Der Erfolg des Biedermanns

Machtwechsel in Frankreich

François Hollande hat es geschafft: Der „Abgeordnete aus Corrèze“ ist neuer französischer Präsident. Siebzehn Jahre nach dem Abtritt des großen François Mitterrand schien der Elyséepalast für die Sozialisten eine uneinnehmbare Festung zu sein. Jetzt hat der Enkel das Unmögliche möglich gemacht und einen schrecklichen Fluch zerstört.

Ausgerechnet Hollande, der niemals ein Ministeramt bekleidet hat und als kläglich gescheiterter Parteichef sogar politisch erledigt schien. Was erklärt den Erfolg des lange als „Weichei“ und „Karamellpudding“ verspotteten Biedermann-Politikers? Mit Sicherheit seine Glaubwürdigkeit und Bodenhaftung. Hollande, ein gemäßigter und pro-europäischer Sozialdemokrat, besitzt die Gabe, ungekünstelt auf die Menschen zuzugehen.

Der, der das Terrain seit Jahren nahezu unbemerkt aber systematisch beackert hat, kennt die Sorgen und Nöte der Menschen. Ihm, dem „Anti-Helden“, trauen sie eher zu, das zerklüftete Land zu einigen und aufzurichten.

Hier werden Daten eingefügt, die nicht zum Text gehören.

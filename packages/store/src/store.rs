//! The store: serialized reduction and scheduler-aware notification.
//!
//! Every dispatch becomes one task on the store's scheduler. That task takes
//! the dispatch lock, runs the reducer chain, publishes the new state and
//! then notifies every subscriber on the subscriber's own scheduler. It
//! releases the lock only once all of them have returned.
//!
//! ```text
//!   dispatch ──▶ store scheduler ──▶ [ reduce ─▶ publish ─▶ fan-out ─▶ join ]
//!                                                           │
//!                                      ┌────────────────────┼────────────────┐
//!                                      ▼                    ▼                ▼
//!                                   inline            scheduler A       scheduler B
//! ```

use std::sync::atomic::{AtomicBool, AtomicU64, Ordering};
use std::sync::{mpsc, Arc, Mutex, MutexGuard, PoisonError, RwLock};

use strand_sched::{MainScheduler, Scheduler, SchedulerExt};
use tracing::{debug, trace, warn};

use crate::action::{Action, Cause, Dispatcher};
use crate::error::Result;
use crate::reducer::{reduce_all, Reducer, SharedReducer};
use crate::subscriber::{Change, Disposer, Subscriber, SubscriberEntry};

type Entry<S, A> = Arc<SubscriberEntry<S, A>>;

struct Inner<S, A> {
    scheduler: Arc<dyn Scheduler>,
    state: Mutex<S>,
    reducers: RwLock<Vec<SharedReducer<S, A>>>,
    subscribers: Mutex<Vec<Entry<S, A>>>,
    dispatch_lock: Mutex<()>,
    age: AtomicU64,
    next_subscriber: AtomicU64,
    drained: AtomicBool,
}

impl<S, A> Inner<S, A> {
    fn state(&self) -> MutexGuard<'_, S> {
        self.state.lock().unwrap_or_else(PoisonError::into_inner)
    }

    fn subscribers(&self) -> MutexGuard<'_, Vec<Entry<S, A>>> {
        self.subscribers.lock().unwrap_or_else(PoisonError::into_inner)
    }

    fn dispatching(&self) -> MutexGuard<'_, ()> {
        self.dispatch_lock.lock().unwrap_or_else(PoisonError::into_inner)
    }

    fn reducers(&self) -> Vec<SharedReducer<S, A>> {
        self.reducers
            .read()
            .unwrap_or_else(PoisonError::into_inner)
            .clone()
    }
}

/// A state container with serialized reduction.
///
/// `Store` is a cheap handle: clones share the same state, reducers and
/// subscribers. All mutation happens in tasks on the store's scheduler,
/// one dispatch at a time, and a dispatch completes only after every
/// subscriber has seen its result.
///
/// # Example
///
/// ```rust
/// use std::sync::atomic::{AtomicI64, Ordering};
/// use std::sync::Arc;
/// use strand_store::{Cause, Reduced, Store};
///
/// fn counter(state: i64, cause: &Cause<i64>) -> Reduced<i64> {
///     Reduced::Next(state + cause.action().copied().unwrap_or(0))
/// }
///
/// let store = Store::new(0, counter)?;
/// let seen = Arc::new(AtomicI64::new(-1));
/// let s = Arc::clone(&seen);
/// store.subscribe(move |new: &i64, _old: &i64, _cause: &Cause<i64>| {
///     s.store(*new, Ordering::SeqCst);
/// });
///
/// store.dispatch(2);
/// store.dispatch(3);
/// store.stop();
/// store.wait_for_store();
///
/// assert_eq!(store.state(), 5);
/// assert_eq!(seen.load(Ordering::SeqCst), 5);
/// # Ok::<(), strand_store::StoreError>(())
/// ```
pub struct Store<S, A> {
    inner: Arc<Inner<S, A>>,
}

impl<S, A> Clone for Store<S, A> {
    fn clone(&self) -> Self {
        Self {
            inner: Arc::clone(&self.inner),
        }
    }
}

impl<S, A> Store<S, A>
where
    S: Clone + Send + Sync + 'static,
    A: Send + Sync + 'static,
{
    /// Create a store driven by a fresh, already started [`MainScheduler`].
    ///
    /// The scheduler belongs to the store; it is stopped when the store is
    /// stopped, or when the last handle to the store is dropped.
    pub fn new(initial: S, reducer: impl Reducer<S, A> + 'static) -> Result<Self> {
        let scheduler = MainScheduler::started()?;
        Ok(Self::with_scheduler(Arc::new(scheduler), initial, reducer))
    }

    /// Create a store driven by `scheduler`.
    ///
    /// The caller is responsible for starting the scheduler before the first
    /// dispatch. The scheduler may be shared with other stores; stopping
    /// any one of them stops it for all.
    ///
    /// A scheduler that does not run tasks one at a time in order (such as
    /// [`BackgroundScheduler`](strand_sched::BackgroundScheduler)) still
    /// never runs two reductions at once, but dispatches may then be reduced
    /// in any order.
    pub fn with_scheduler(
        scheduler: Arc<dyn Scheduler>,
        initial: S,
        reducer: impl Reducer<S, A> + 'static,
    ) -> Self {
        let first: SharedReducer<S, A> = Arc::new(reducer);
        Self {
            inner: Arc::new(Inner {
                scheduler,
                state: Mutex::new(initial),
                reducers: RwLock::new(vec![first]),
                subscribers: Mutex::new(Vec::new()),
                dispatch_lock: Mutex::new(()),
                age: AtomicU64::new(0),
                next_subscriber: AtomicU64::new(0),
                drained: AtomicBool::new(false),
            }),
        }
    }

    /// Append a reducer to the chain.
    ///
    /// A reducer added while a dispatch is in flight may or may not apply to
    /// that dispatch; it applies to every later one.
    pub fn add_reducer(&self, reducer: impl Reducer<S, A> + 'static) -> &Self {
        self.inner
            .reducers
            .write()
            .unwrap_or_else(PoisonError::into_inner)
            .push(Arc::new(reducer));
        self
    }

    /// Submit an action.
    ///
    /// Plain values convert into [`Action::Reduce`]. Returns as soon as the
    /// work is scheduled; on a store driven by an
    /// [`ImmediateScheduler`](strand_sched::ImmediateScheduler) that means
    /// after reduction and notification have both completed.
    pub fn dispatch(&self, action: impl Into<Action<S, A>>) {
        if self.inner.drained.load(Ordering::Acquire) {
            debug!("dispatch on a drained store ignored");
            return;
        }

        match action.into() {
            Action::Async(thunk) => {
                let store = self.clone();
                self.run_on_store(move || thunk(store));
            }
            Action::Unit => self.schedule_transition(Cause::Unit),
            Action::Reduce(action) => self.schedule_transition(Cause::Action(action)),
        }
    }

    /// Subscribe on the store's own scheduler.
    ///
    /// The subscriber first receives the state current at subscription time
    /// as `(state, state, Cause::Init)`, then every later transition. The
    /// replay is ordered against dispatches like any other store work, so it
    /// never arrives after a newer state.
    pub fn subscribe(&self, subscriber: impl Subscriber<S, A> + 'static) -> Disposer {
        let scheduler = Arc::clone(&self.inner.scheduler);
        self.subscribe_on(scheduler, subscriber)
    }

    /// Subscribe on `scheduler`: every notification for this subscriber,
    /// including the replay, runs there.
    pub fn subscribe_on(
        &self,
        scheduler: Arc<dyn Scheduler>,
        subscriber: impl Subscriber<S, A> + 'static,
    ) -> Disposer {
        let id = self.inner.next_subscriber.fetch_add(1, Ordering::Relaxed);
        let entry = Arc::new(SubscriberEntry::new(id, scheduler, Box::new(subscriber)));
        let disposed = entry.disposed_flag();

        let store = Arc::downgrade(&self.inner);
        let disposer = Disposer::new(
            Arc::clone(&disposed),
            Box::new(move || {
                if let Some(inner) = store.upgrade() {
                    inner.subscribers().retain(|entry| entry.id != id);
                }
            }),
        );

        if self.inner.drained.load(Ordering::Acquire) {
            debug!(subscriber = id, "subscribe on a drained store ignored");
            disposed.store(true, Ordering::Release);
            return disposer;
        }

        let store = self.clone();
        if !self.run_on_store(move || store.attach(entry)) {
            disposed.store(true, Ordering::Release);
        }
        disposer
    }

    /// Request shutdown by stopping the store's scheduler.
    ///
    /// Work already scheduled still runs, and so do dispatches it issues
    /// while the scheduler drains, as far as the scheduler accepts them: a
    /// [`MainScheduler`] discards tasks queued behind its stop request. Once
    /// [`wait_for_store`](Self::wait_for_store) has returned the store is
    /// inert.
    ///
    /// A scheduler shared with other stores or subscribers is stopped for
    /// all of them.
    pub fn stop(&self) {
        self.inner.scheduler.stop();
    }

    /// Block until the store's scheduler has drained and terminated. From
    /// then on `dispatch` and `subscribe` are ignored.
    ///
    /// Must not be called from a subscriber or an asynchronous action of
    /// this store: on a [`MainScheduler`] the calling task would wait for
    /// the worker it is running on.
    pub fn wait_for_store(&self) {
        self.inner.scheduler.wait_for_scheduler();
        self.inner.drained.store(true, Ordering::Release);
    }

    /// Block until the store's scheduler has nothing pending or running,
    /// without stopping it.
    ///
    /// Must not be called from a subscriber or an asynchronous action of
    /// this store: the calling task is itself pending.
    pub fn wait_for_idle(&self) {
        self.inner.scheduler.wait_for_idle();
    }

    /// Snapshot of the current state.
    pub fn state(&self) -> S {
        self.inner.state().clone()
    }

    /// Number of completed reductions.
    pub fn age(&self) -> u64 {
        self.inner.age.load(Ordering::Acquire)
    }

    /// Number of attached subscribers.
    pub fn subscriber_count(&self) -> usize {
        self.inner.subscribers().len()
    }

    /// Whether [`wait_for_store`](Self::wait_for_store) has returned.
    pub fn is_drained(&self) -> bool {
        self.inner.drained.load(Ordering::Acquire)
    }

    /// The scheduler driving this store.
    pub fn scheduler(&self) -> &Arc<dyn Scheduler> {
        &self.inner.scheduler
    }

    /// Schedule `task` on the store's scheduler. Returns `false` when the
    /// scheduler refused it.
    fn run_on_store(&self, task: impl FnOnce() + Send + 'static) -> bool {
        match self.inner.scheduler.schedule_fn(task) {
            Ok(()) => true,
            Err(error) => {
                debug!(%error, "store scheduler refused work; dropping it");
                false
            }
        }
    }

    fn schedule_transition(&self, cause: Cause<A>) {
        let store = self.clone();
        self.run_on_store(move || store.transition(cause));
    }

    /// One reduce-then-notify cycle. Runs on the store's scheduler.
    fn transition(&self, cause: Cause<A>) {
        let inner = &self.inner;
        let _dispatching = inner.dispatching();

        let old_state = inner.state().clone();
        let new_state = reduce_all(&inner.reducers(), old_state.clone(), &cause);
        *inner.state() = new_state.clone();
        let age = inner.age.fetch_add(1, Ordering::AcqRel) + 1;

        let entries = inner.subscribers().clone();
        let change = Arc::new(Change {
            new_state,
            old_state,
            cause,
        });
        debug!(age, subscribers = entries.len(), "notifying subscribers");
        self.fan_out(age, &entries, change);
    }

    /// Replay the current state to a new subscriber, then attach it.
    /// Runs on the store's scheduler.
    fn attach(&self, entry: Entry<S, A>) {
        let inner = &self.inner;
        let _dispatching = inner.dispatching();
        if entry.is_disposed() {
            return;
        }

        let state = inner.state().clone();
        let replay = Arc::new(Change {
            new_state: state.clone(),
            old_state: state,
            cause: Cause::Init,
        });
        let age = inner.age.load(Ordering::Acquire);
        trace!(age, subscriber = entry.id, "replaying state to new subscriber");
        self.fan_out(age, std::slice::from_ref(&entry), replay);

        let mut subscribers = inner.subscribers();
        if !entry.is_disposed() {
            subscribers.push(entry);
        }
    }

    /// Deliver `change` to every entry and wait until all have returned.
    ///
    /// Entries on the store's own scheduler run inline; a task queued behind
    /// this one on a serial scheduler would never start. Every other entry
    /// gets a task on its own scheduler, and each task holds a sender of the
    /// join channel, so the join ends even if a scheduler drops the task.
    fn fan_out(&self, age: u64, entries: &[Entry<S, A>], change: Arc<Change<S, A>>) {
        let own = self.inner.scheduler.id();
        let (done_tx, done_rx) = mpsc::channel::<()>();
        let mut remote = 0usize;

        for entry in entries {
            if entry.is_disposed() {
                continue;
            }
            if entry.scheduler.id() == own {
                entry.deliver(&change);
                continue;
            }

            let task_entry = Arc::clone(entry);
            let change = Arc::clone(&change);
            let done = done_tx.clone();
            let scheduled = entry.scheduler.schedule_fn(move || {
                if !task_entry.is_disposed() {
                    task_entry.deliver(&change);
                }
                let _ = done.send(());
            });
            match scheduled {
                Ok(()) => remote += 1,
                Err(error) => warn!(
                    age,
                    subscriber = entry.id,
                    %error,
                    "subscriber scheduler refused notification"
                ),
            }
        }

        drop(done_tx);
        let delivered = done_rx.iter().count();
        if delivered < remote {
            warn!(
                age,
                lost = remote - delivered,
                "notification tasks dropped before running"
            );
        }
    }
}

impl<S, A> Dispatcher<S, A> for Store<S, A>
where
    S: Clone + Send + Sync + 'static,
    A: Send + Sync + 'static,
{
    fn dispatch(&self, action: Action<S, A>) {
        Store::dispatch(self, action)
    }
}

impl<S, A> std::fmt::Debug for Store<S, A> {
    fn fmt(&self, f: &mut std::fmt::Formatter<'_>) -> std::fmt::Result {
        f.debug_struct("Store")
            .field("scheduler", &self.inner.scheduler.id())
            .field("age", &self.inner.age.load(Ordering::Acquire))
            .field("subscribers", &self.inner.subscribers().len())
            .field("drained", &self.inner.drained.load(Ordering::Acquire))
            .finish()
    }
}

Hollandes persönlicher Erfolg ist aber nur die eine Seite der Medaille. In erster Linie haben die Franzosen nämlich den unbeliebten, amtierenden Staatschef klar abgewählt. Das ist ein gewaltiger Unterschied. Sie wollen offenbar nichts mehr wissen von dem Mann, der ihnen vollmundig den „Bruch“ mit alten Traditionen und mehr Kaufkraft versprochen hatte. Gewiss, Nicolas Sarkozy hat es verstanden, das Land einigermaßen solide durch die schwere Finanzkrise zu steuern. Doch die Franzosen verzeihen ihm bis heute das parvenü-hafte „Bling-Bling“-Gehabe nicht, mit dem er gleich zu Beginn seiner Amtszeit so viel Porzellan zerschlagen hat.

Ob mit dem soliden, aber wenig charismatischen Hollande wirklich eine bessere Zeit anbricht, steht auf einem anderen Blatt. Auch Hollande verspricht trotz leerer Staatskasse mehr, als er einlösen kann. Auf seinen Lorbeeren wird er sich nicht lange ausruhen können.